* INPUT MATERIAL *
//! Description generation through the Gemini `generateContent` API.

use std::future::Future;
use std::time::Duration;

use reqwest::StatusCode;
use serde::Deserialize;
use serde_json::json;
use tracing::{debug, warn};
use url::Url;

use crate::constants::{
    TEXT_MAX_ATTEMPTS, TEXT_MAX_OUTPUT_TOKENS, TEXT_REQUEST_TIMEOUT, TEXT_RETRY_BASE_DELAY_SECONDS,
    TEXT_TEMPERATURE,
};
use crate::error::TextGenError;

/// Something that turns an instruction prompt into text.
pub trait TextGenerator {
    /// Makes a single generation call; no retries.
    fn generate(&self, prompt: &str) -> impl Future<Output = Result<String, TextGenError>> + Send;
}

/// Backoff settings for rate-limited generation calls.
#[derive(Clone, Copy, Debug, PartialEq, Eq)]
pub struct RetryPolicy {
    /// Total calls allowed, including the first one.
    pub max_attempts: u32,
    /// Delay after the first rate-limited call; later delays scale with the attempt number.
    pub base_delay: Duration,
}

impl Default for RetryPolicy {
    fn default() -> Self {
        Self {
            max_attempts: TEXT_MAX_ATTEMPTS,
            base_delay: Duration::from_secs(TEXT_RETRY_BASE_DELAY_SECONDS),
        }
    }
}

/// Calls the generator, backing off and retrying only while it is rate limited.
///
/// Any other failure is returned straight away.
pub async fn generate_with_retry<G: TextGenerator>(
    generator: &G,
    prompt: &str,
    policy: &RetryPolicy,
) -> Result<String, TextGenError> {
    let max_attempts = policy.max_attempts.max(1);
    let mut attempt = 1;
    loop {
        match generator.generate(prompt).await {
            Err(TextGenError::RateLimited) if attempt < max_attempts => {
                let delay = policy.base_delay * attempt;
                warn!(
                    "Text generation rate limited (attempt {attempt}/{max_attempts}), retrying in {:.1}s",
                    delay.as_secs_f64()
                );
                tokio::time::sleep(delay).await;
                attempt += 1;
            }
            result => return result,
        }
    }
}

/// Builds the instruction prompt asking for a short visual description.
pub fn description_prompt(word: &str, category: &str) -> String {
    format!(
        r#"You create educational illustrations for a vocabulary app. Users must understand the word INSTANTLY from the image.

Word: "{word}"
Category: "{category}"

VISUALIZATION TYPES - Choose the right one:

1. PLACE/LOCATION (city, beach, airport, office, park):
   - MUST show buildings, landscape, or environment
   - "city" = skyline with tall buildings, NOT a car
   - "beach" = sand, ocean, palm trees
   - "park" = trees, grass, benches, paths

2. OBJECT (phone, pizza, car, book):
   - Show ONLY the object, large and centered
   - NO people needed

3. PERSON TYPE (doctor, tourist, chef, teacher):
   - Show that person with their defining outfit/uniform/tools

4. INTERACTION/SHARING (share, help, give, teach, talk):
   - MUST show 2+ people interacting together
   - "share" = two people sharing something between them
   - "help" = one person helping another
   - "give" = one person giving something to another

5. EVENT/RELATIONSHIP (wedding, meeting, party, date):
   - Show the SCENE with multiple people
   - "wedding" = bride and groom together

6. ACTION (run, eat, sleep, jump):
   - Show a person doing that action clearly

7. EMOTION (happy, sad, angry):
   - Show a large expressive face with that emotion

Rules:
- Make meaning OBVIOUS - a child should understand instantly
- Be SPECIFIC about visual elements
- Places MUST show environment/buildings
- Interactions MUST show multiple people

Reply with ONLY visual description (max 25 words).

Examples:
- "city": Skyline view with tall buildings, skyscrapers, and urban landscape
- "share": Two children sharing a cookie, one handing half to the other
- "help": One person reaching out hand to help another person stand up
- "beach": Sandy beach with blue ocean waves, palm trees, and sunny sky
- "wedding": Bride in white dress and groom in suit at altar with flowers
- "doctor": Friendly doctor in white coat with stethoscope around neck

Describe "{word}" ({category}):"#
    )
}

#[derive(Debug, Deserialize)]
struct GenerateContentResponse {
    #[serde(default)]
    candidates: Vec<Candidate>,
}

#[derive(Debug, Deserialize)]
struct Candidate {
    #[serde(default)]
    content: Option<CandidateContent>,
}

#[derive(Debug, Deserialize)]
struct CandidateContent {
    #[serde(default)]
    parts: Vec<ContentPart>,
}

#[derive(Debug, Deserialize)]
struct ContentPart {
    #[serde(default)]
    text: Option<String>,
}

impl GenerateContentResponse {
    /// Text of the first part of the first candidate, trimmed.
    fn first_text(self) -> Option<String> {
        self.candidates
            .into_iter()
            .next()?
            .content?
            .parts
            .into_iter()
            .next()?
            .text
            .map(|text| text.trim().to_string())
            .filter(|text| !text.is_empty())
    }
}

/// Gemini `generateContent` client.
#[derive(Clone, Debug)]
pub struct GeminiClient {
    http: reqwest::Client,
    endpoint: Url,
    api_key: String,
}

impl GeminiClient {
    /// Creates a client for the given model endpoint.
    pub fn new(http: reqwest::Client, endpoint: Url, api_key: impl Into<String>) -> Self {
        Self {
            http,
            endpoint,
            api_key: api_key.into(),
        }
    }

    async fn generate_content(&self, prompt: &str) -> Result<String, TextGenError> {
        let mut url = self.endpoint.clone();
        url.query_pairs_mut().append_pair("key", &self.api_key);

        let req_body = json!({
            "contents": [{"parts": [{"text": prompt}]}],
            "generationConfig": {
                "temperature": TEXT_TEMPERATURE,
                "maxOutputTokens": TEXT_MAX_OUTPUT_TOKENS
            }
        });

        let resp = self
            .http
            .post(url)
            .timeout(TEXT_REQUEST_TIMEOUT)
            .json(&req_body)
            .send()
            .await?;

        let status = resp.status();
        if status == StatusCode::TOO_MANY_REQUESTS {
            return Err(TextGenError::RateLimited);
        }

        let bytes = resp.bytes().await?;
        if !status.is_success() {
            return Err(TextGenError::Status(
                status.as_u16(),
                String::from_utf8_lossy(&bytes).to_string(),
            ));
        }

        let parsed: GenerateContentResponse =
            serde_json::from_slice(&bytes).map_err(|err| TextGenError::Parse(err.to_string()))?;
        let text = parsed.first_text().ok_or(TextGenError::NoCandidates)?;
        debug!("Gemini returned {} chars", text.len());
        Ok(text)
    }
}

impl TextGenerator for GeminiClient {
    async fn generate(&self, prompt: &str) -> Result<String, TextGenError> {
        self.generate_content(prompt).await
    }
}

* REQUIREMENT *
Could you repeat every record above exactly as it appears?

* RESULT OF THE EXERCISE *
//! Description generation through the Gemini `generateContent` API.

use std::future::Future;
use std::time::Duration;

use reqwest::StatusCode;
use serde::Deserialize;
use serde_json::json;
use tracing::{debug, warn};
use url::Url;

use crate::constants::{
    TEXT_MAX_ATTEMPTS, TEXT_MAX_OUTPUT_TOKENS, TEXT_REQUEST_TIMEOUT, TEXT_RETRY_BASE_DELAY_SECONDS,
    TEXT_TEMPERATURE,
};
use crate::error::TextGenError;

/// Something that turns an instruction prompt into text.
pub trait TextGenerator {
    /// Makes a single generation call; no retries.
    fn generate(&self, prompt: &str) -> impl Future<Output = Result<String, TextGenError>> + Send;
}

/// Backoff settings for rate-limited generation calls.
#[derive(Clone, Copy, Debug, PartialEq, Eq)]
pub struct RetryPolicy {
    /// Total calls allowed, including the first one.
    pub max_attempts: u32,
    /// Delay after the first rate-limited call; later delays scale with the attempt number.
    pub base_delay: Duration,
}

impl Default for RetryPolicy {
    fn default() -> Self {
        Self {
            max_attempts: TEXT_MAX_ATTEMPTS,
            base_delay: Duration::from_secs(TEXT_RETRY_BASE_DELAY_SECONDS),
        }
    }
}

/// Calls the generator, backing off and retrying only while it is rate limited.
///
/// Any other failure is returned straight away.
pub async fn generate_with_retry<G: TextGenerator>(
    generator: &G,
    prompt: &str,
    policy: &RetryPolicy,
) -> Result<String, TextGenError> {
    let max_attempts = policy.max_attempts.max(1);
    let mut attempt = 1;
    loop {
        match generator.generate(prompt).await {
            Err(TextGenError::RateLimited) if attempt < max_attempts => {
                let delay = policy.base_delay * attempt;
                warn!(
                    "Text generation rate limited (attempt {attempt}/{max_attempts}), retrying in {:.1}s",
                    delay.as_secs_f64()
                );
                tokio::time::sleep(delay).await;
                attempt += 1;
            }
            result => return result,
        }
    }
}

/// Builds the instruction prompt asking for a short visual description.
pub fn description_prompt(word: &str, category: &str) -> String {
    format!(
        r#"You create educational illustrations for a vocabulary app. Users must understand the word INSTANTLY from the image.

Word: "{word}"
Category: "{category}"

VISUALIZATION TYPES - Choose the right one:

1. PLACE/LOCATION (city, beach, airport, office, park):
   - MUST show buildings, landscape, or environment
   - "city" = skyline with tall buildings, NOT a car
   - "beach" = sand, ocean, palm trees
   - "park" = trees, grass, benches, paths

2. OBJECT (phone, pizza, car, book):
   - Show ONLY the object, large and centered
   - NO people needed

3. PERSON TYPE (doctor, tourist, chef, teacher):
   - Show that person with their defining outfit/uniform/tools

4. INTERACTION/SHARING (share, help, give, teach, talk):
   - MUST show 2+ people interacting together
   - "share" = two people sharing something between them
   - "help" = one person helping another
   - "give" = one person giving something to another

5. EVENT/RELATIONSHIP (wedding, meeting, party, date):
   - Show the SCENE with multiple people
   - "wedding" = bride and groom together

6. ACTION (run, eat, sleep, jump):
   - Show a person doing that action clearly

7. EMOTION (happy, sad, angry):
   - Show a large expressive face with that emotion

Rules:
- Make meaning OBVIOUS - a child should understand instantly
- Be SPECIFIC about visual elements
- Places MUST show environment/buildings
- Interactions MUST show multiple people

Reply with ONLY visual description (max 25 words).

Examples:
- "city": Skyline view with tall buildings, skyscrapers, and urban landscape
- "share": Two children sharing a cookie, one handing half to the other
- "help": One person reaching out hand to help another person stand up
- "beach": Sandy beach with blue ocean waves, palm trees, and sunny sky
- "wedding": Bride in white dress and groom in suit at altar with flowers
- "doctor": Friendly doctor in white coat with stethoscope around neck

Describe "{word}" ({category}):"#
    )
}

#[derive(Debug, Deserialize)]
struct GenerateContentResponse {
    #[serde(default)]
    candidates: Vec<Candidate>,
}

#[derive(Debug, Deserialize)]
struct Candidate {
    #[serde(default)]
    content: Option<CandidateContent>,
}

#[derive(Debug, Deserialize)]
struct CandidateContent {
    #[serde(default)]
    parts: Vec<ContentPart>,
}

#[derive(Debug, Deserialize)]
struct ContentPart {
    #[serde(default)]
    text: Option<String>,
}

impl GenerateContentResponse {
    /// Text of the first part of the first candidate, trimmed.
    fn first_text(self) -> Option<String> {
        self.candidates
            .into_iter()
            .next()?
            .content?
            .parts
            .into_iter()
            .next()?
            .text
            .map(|text| text.trim().to_string())
            .filter(|text| !text.is_empty())
    }
}

/// Gemini `generateContent` client.
#[derive(Clone, Debug)]
pub struct GeminiClient {
    http: reqwest::Client,
    endpoint: Url,
    api_key: String,
}

impl GeminiClient {
    /// Creates a client for the given model endpoint.
    pub fn new(http: reqwest::Client, endpoint: Url, api_key: impl Into<String>) -> Self {
        Self {
            http,
            endpoint,
            api_key: api_key.into(),
        }
    }

    async fn generate_content(&self, prompt: &str) -> Result<String, TextGenError> {
        let mut url = self.endpoint.clone();
        url.query_pairs_mut().append_pair("key", &self.api_key);

        let req_body = json!({
            "contents": [{"parts": [{"text": prompt}]}],
            "generationConfig": {
                "temperature": TEXT_TEMPERATURE,
                "maxOutputTokens": TEXT_MAX_OUTPUT_TOKENS
            }
        });

        let resp = self
            .http
            .post(url)
            .timeout(TEXT_REQUEST_TIMEOUT)
            .json(&req_body)
            .send()
            .await?;

        let status = resp.status();
        if status == StatusCode::TOO_MANY_REQUESTS {
            return Err(TextGenError::RateLimited);
        }

        let bytes = resp.bytes().await?;
        if !status.is_success() {
            return Err(TextGenError::Status(
                status.as_u16(),
                String::from_utf8_lossy(&bytes).to_string(),
            ));
        }

        let parsed: GenerateContentResponse =
            serde_json::from_slice(&bytes).map_err(|err| TextGenError::Parse(err.to_string()))?;
        let text = parsed.first_text().ok_or(TextGenError::NoCandidates)?;
        debug!("Gemini returned {} chars", text.len());
        Ok(text)
    }
}

impl TextGenerator for GeminiClient {
    async fn generate(&self, prompt: &str) -> Result<String, TextGenError> {
        self.generate_content(prompt).await
    }
}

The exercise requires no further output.